PROBLEM DETAILS - Search the material below for the word "DeserializeOwned". Copy every line that has it.

RECORD EXCERPTS -
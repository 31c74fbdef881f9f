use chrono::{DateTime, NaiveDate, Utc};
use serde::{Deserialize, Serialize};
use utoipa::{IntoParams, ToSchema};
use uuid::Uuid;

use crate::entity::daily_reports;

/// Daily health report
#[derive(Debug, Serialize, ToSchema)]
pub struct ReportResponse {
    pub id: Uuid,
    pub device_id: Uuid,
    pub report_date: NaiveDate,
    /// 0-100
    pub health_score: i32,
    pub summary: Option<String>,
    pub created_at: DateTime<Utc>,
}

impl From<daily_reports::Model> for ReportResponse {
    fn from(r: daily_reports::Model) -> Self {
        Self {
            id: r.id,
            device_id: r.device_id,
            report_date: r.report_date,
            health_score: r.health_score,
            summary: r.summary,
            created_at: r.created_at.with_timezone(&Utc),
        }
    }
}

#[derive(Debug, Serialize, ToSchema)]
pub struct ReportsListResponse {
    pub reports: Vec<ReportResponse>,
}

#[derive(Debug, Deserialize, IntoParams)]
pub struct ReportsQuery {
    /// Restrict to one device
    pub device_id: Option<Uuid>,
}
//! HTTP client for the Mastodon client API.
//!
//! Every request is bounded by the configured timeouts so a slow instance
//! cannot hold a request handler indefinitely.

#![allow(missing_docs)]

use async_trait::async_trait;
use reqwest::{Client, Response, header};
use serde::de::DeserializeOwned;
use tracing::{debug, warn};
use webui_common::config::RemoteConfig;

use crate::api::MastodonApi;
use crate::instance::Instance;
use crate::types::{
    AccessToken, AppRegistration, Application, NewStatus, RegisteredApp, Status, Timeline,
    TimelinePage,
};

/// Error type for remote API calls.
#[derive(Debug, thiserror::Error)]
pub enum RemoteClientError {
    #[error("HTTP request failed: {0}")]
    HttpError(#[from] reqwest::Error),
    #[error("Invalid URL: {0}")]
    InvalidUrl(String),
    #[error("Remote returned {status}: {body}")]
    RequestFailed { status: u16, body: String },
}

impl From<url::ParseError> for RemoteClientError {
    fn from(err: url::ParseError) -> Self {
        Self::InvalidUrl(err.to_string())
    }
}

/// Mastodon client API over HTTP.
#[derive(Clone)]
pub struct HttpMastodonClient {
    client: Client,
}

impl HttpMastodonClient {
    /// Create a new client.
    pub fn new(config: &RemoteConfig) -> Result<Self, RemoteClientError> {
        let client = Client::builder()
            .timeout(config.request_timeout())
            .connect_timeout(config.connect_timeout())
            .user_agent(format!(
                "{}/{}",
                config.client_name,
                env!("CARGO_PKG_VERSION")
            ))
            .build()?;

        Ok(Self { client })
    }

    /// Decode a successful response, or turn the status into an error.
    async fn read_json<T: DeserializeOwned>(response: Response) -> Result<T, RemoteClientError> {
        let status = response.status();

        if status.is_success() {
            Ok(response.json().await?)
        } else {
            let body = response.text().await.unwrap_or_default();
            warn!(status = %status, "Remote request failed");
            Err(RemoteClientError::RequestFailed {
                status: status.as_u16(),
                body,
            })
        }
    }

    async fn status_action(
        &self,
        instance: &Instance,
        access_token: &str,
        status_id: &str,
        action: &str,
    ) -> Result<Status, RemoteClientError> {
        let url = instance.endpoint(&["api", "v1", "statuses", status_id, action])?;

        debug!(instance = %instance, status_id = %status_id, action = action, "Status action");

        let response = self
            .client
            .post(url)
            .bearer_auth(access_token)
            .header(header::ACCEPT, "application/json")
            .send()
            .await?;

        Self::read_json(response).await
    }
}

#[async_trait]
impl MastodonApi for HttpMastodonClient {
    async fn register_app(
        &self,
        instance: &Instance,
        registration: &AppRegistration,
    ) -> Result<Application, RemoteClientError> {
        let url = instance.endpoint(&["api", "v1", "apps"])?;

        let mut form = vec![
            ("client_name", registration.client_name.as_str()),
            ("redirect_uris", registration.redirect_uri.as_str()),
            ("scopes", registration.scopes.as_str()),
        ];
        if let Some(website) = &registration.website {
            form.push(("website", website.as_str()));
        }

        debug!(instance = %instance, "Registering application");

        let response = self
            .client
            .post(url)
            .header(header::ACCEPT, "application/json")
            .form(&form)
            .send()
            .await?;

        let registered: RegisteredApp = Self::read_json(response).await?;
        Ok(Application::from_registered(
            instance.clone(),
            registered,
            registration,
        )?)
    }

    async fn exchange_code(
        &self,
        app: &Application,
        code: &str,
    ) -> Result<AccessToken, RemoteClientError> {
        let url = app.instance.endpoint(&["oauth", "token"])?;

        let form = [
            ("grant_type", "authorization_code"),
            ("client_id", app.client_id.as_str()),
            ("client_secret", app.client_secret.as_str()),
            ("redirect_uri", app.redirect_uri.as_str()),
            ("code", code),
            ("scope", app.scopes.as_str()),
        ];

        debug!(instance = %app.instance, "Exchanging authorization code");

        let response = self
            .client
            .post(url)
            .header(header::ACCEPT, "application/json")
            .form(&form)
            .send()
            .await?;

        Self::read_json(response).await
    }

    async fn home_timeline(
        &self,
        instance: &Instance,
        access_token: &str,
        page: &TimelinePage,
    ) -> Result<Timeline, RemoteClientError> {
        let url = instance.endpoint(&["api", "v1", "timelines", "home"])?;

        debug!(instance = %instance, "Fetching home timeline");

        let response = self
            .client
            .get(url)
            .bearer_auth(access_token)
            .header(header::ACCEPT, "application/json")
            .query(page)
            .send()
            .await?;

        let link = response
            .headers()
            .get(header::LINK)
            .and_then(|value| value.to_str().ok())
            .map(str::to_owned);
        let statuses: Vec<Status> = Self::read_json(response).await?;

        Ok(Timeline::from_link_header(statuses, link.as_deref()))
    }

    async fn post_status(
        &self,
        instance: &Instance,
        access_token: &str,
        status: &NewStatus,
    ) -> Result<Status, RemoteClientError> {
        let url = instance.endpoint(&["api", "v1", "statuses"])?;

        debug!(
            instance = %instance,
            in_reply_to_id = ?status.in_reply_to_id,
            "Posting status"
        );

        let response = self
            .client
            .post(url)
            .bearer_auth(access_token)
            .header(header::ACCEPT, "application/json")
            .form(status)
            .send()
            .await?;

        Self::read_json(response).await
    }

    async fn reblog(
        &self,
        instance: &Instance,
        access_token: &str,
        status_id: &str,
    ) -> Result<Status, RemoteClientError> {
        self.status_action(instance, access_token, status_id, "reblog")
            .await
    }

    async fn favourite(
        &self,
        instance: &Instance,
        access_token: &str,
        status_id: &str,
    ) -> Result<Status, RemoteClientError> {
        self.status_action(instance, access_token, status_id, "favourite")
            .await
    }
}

OUTPUT OF THE EXERCISE -
use serde::de::DeserializeOwned;
    async fn read_json<T: DeserializeOwned>(response: Response) -> Result<T, RemoteClientError> {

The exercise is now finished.